● **What the exercise asks**:
From the entries that follow, gather each line holding the word "RawEndOfCentralDirectoryRecord".

● **Supplied records**:
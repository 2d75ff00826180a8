// Copyright (c) 2021-2022 Harry [Majored] [hello@majored.pw]
// MIT License (https://github.com/Majored/rs-async-zip/blob/main/LICENSE)

//! A module which supports writing ZIP archives.
//!
//! Entries are appended to the underlying writer as soon as they're written, whilst their central directory records
//! are held back until [`ZipFileWriter::close()`].
//!
//! # Example
//! ```no_run
//! # use ziptable::base::write::ZipFileWriter;
//! # use ziptable::NewEntry;
//! # use ziptable::error::ZipError;
//! #
//! # fn run() -> Result<(), ZipError> {
//! let mut writer = ZipFileWriter::new(Vec::<u8>::new());
//!
//! writer.write_entry_whole(NewEntry::file("foo.txt", "This is an example file.").mtime(1700000000))?;
//! writer.write_entry_whole(NewEntry::directory("bar"))?;
//!
//! let archive: Vec<u8> = writer.close()?;
//! #   Ok(())
//! # }
//! ```

pub(crate) mod builder;
pub(crate) mod compressed_writer;
pub(crate) mod entry_whole;
pub(crate) mod io;
pub(crate) mod session;

pub use builder::ArchiveBuilder;
pub use compressed_writer::{compress, CompressedData, DEFAULT_LEVEL};
pub use session::{RollbackOutcome, RollbackPolicy, WriteSession};

use crate::core::cdr::{self, CentralDirectoryRecord};
use crate::core::eocdr::{self, EndOfCentralDirectoryRecord, RawEndOfCentralDirectoryRecord};
use crate::entry::NewEntry;
use crate::error::{Result, ZipError};

use entry_whole::EntryWholeWriter;
use io::offset::OffsetWriter;

use std::io::Write;

/// A central directory record awaiting the close of its writer.
#[derive(Clone, Debug, PartialEq, Eq)]
pub struct PendingEntry {
    pub(crate) path: String,
    pub(crate) record: Vec<u8>,
}

impl PendingEntry {
    /// Serialises a central directory record, keeping its name, extra field, and comment verbatim.
    pub(crate) fn from_record(record: &CentralDirectoryRecord) -> Self {
        let mut buffer = Vec::with_capacity(record.record_length());
        cdr::write(&mut buffer, record);

        Self { path: record.file_name_lossy(), record: buffer }
    }

    /// Returns the path of the entry this record describes.
    pub fn path(&self) -> &str {
        &self.path
    }

    /// Returns the serialised central directory record.
    pub fn record(&self) -> &[u8] {
        &self.record
    }
}

/// A ZIP archive writer which acts over [`Write`] implementers.
///
/// # Note
/// - [`ZipFileWriter::close()`] must be called for the written data to become a valid archive.
#[derive(Debug)]
pub struct ZipFileWriter<W> {
    pub(crate) writer: OffsetWriter<W>,
    pub(crate) cd_entries: Vec<PendingEntry>,
    pub(crate) compression_level: u32,
}

impl<W: Write> ZipFileWriter<W> {
    /// Construct a new ZIP file writer from a writer.
    pub fn new(writer: W) -> Self {
        Self { writer: OffsetWriter::new(writer), cd_entries: Vec::new(), compression_level: DEFAULT_LEVEL }
    }

    /// Construct a new ZIP file writer which appends to `offset` bytes of existing data.
    ///
    /// Offsets recorded for new entries account for the existing data.
    pub fn with_offset(writer: W, offset: u64) -> Self {
        Self {
            writer: OffsetWriter::with_offset(writer, offset),
            cd_entries: Vec::new(),
            compression_level: DEFAULT_LEVEL,
        }
    }

    /// Sets the deflate level (0 to 9) used for compressed entries.
    pub fn compression_level(mut self, level: u32) -> Self {
        self.compression_level = level.min(9);
        self
    }

    /// Write a new ZIP entry of known size and data.
    pub fn write_entry_whole<E: Into<NewEntry>>(&mut self, entry: E) -> Result<()> {
        EntryWholeWriter::from_raw(self, entry.into()).write()
    }

    /// Queues an existing central directory record to be rewritten on close, ahead of any entries written after it.
    pub(crate) fn push_existing(&mut self, record: &CentralDirectoryRecord) {
        self.cd_entries.push(PendingEntry::from_record(record));
    }

    /// Returns the central directory records queued so far, in write order.
    pub fn entries(&self) -> &[PendingEntry] {
        &self.cd_entries
    }

    /// Returns the offset at which the next byte will be written.
    pub fn offset(&self) -> u64 {
        self.writer.offset()
    }

    /// Returns a mutable reference to the inner writer.
    ///
    /// Care should be taken when using this inner writer as doing so may invalidate internal state of this writer.
    pub fn inner_mut(&mut self) -> &mut W {
        self.writer.inner_mut()
    }

    /// Consumes this writer without writing a central directory.
    pub fn into_inner(self) -> W {
        self.writer.into_inner()
    }

    /// Consumes this ZIP writer and completes all closing tasks.
    ///
    /// This includes:
    /// - Writing all central directory records contiguously from the current offset.
    /// - Writing an end of central directory record bounding exactly those records.
    ///
    /// Failure to call this function would leave the written data without a directory.
    #[tracing::instrument(level = "debug", skip(self), fields(entries = self.cd_entries.len()))]
    pub fn close(mut self) -> Result<W> {
        let cd_offset = self.writer.offset();

        let mut directory = Vec::with_capacity(self.cd_entries.iter().map(|entry| entry.record.len()).sum());
        for entry in &self.cd_entries {
            directory.extend_from_slice(&entry.record);
        }

        let num_entries: u16 =
            self.cd_entries.len().try_into().map_err(|_| ZipError::Zip64Needed("more than 65535 entries"))?;
        let directory_size: u32 =
            directory.len().try_into().map_err(|_| ZipError::Zip64Needed("central directory larger than 4GiB"))?;
        let directory_offset: u32 =
            cd_offset.try_into().map_err(|_| ZipError::Zip64Needed("central directory starts beyond 4GiB"))?;

        let record = EndOfCentralDirectoryRecord {
            raw: RawEndOfCentralDirectoryRecord::new(num_entries, directory_size, directory_offset),
            zip_file_comment: Vec::new(),
        };
        eocdr::write(&mut directory, &record);

        self.writer.write_all(&directory)?;
        self.writer.flush()?;

        tracing::debug!(cd_offset, directory_size, "wrote central directory");
        Ok(self.writer.into_inner())
    }
}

● **Result for this task**:
use crate::core::eocdr::{self, EndOfCentralDirectoryRecord, RawEndOfCentralDirectoryRecord};
            raw: RawEndOfCentralDirectoryRecord::new(num_entries, directory_size, directory_offset),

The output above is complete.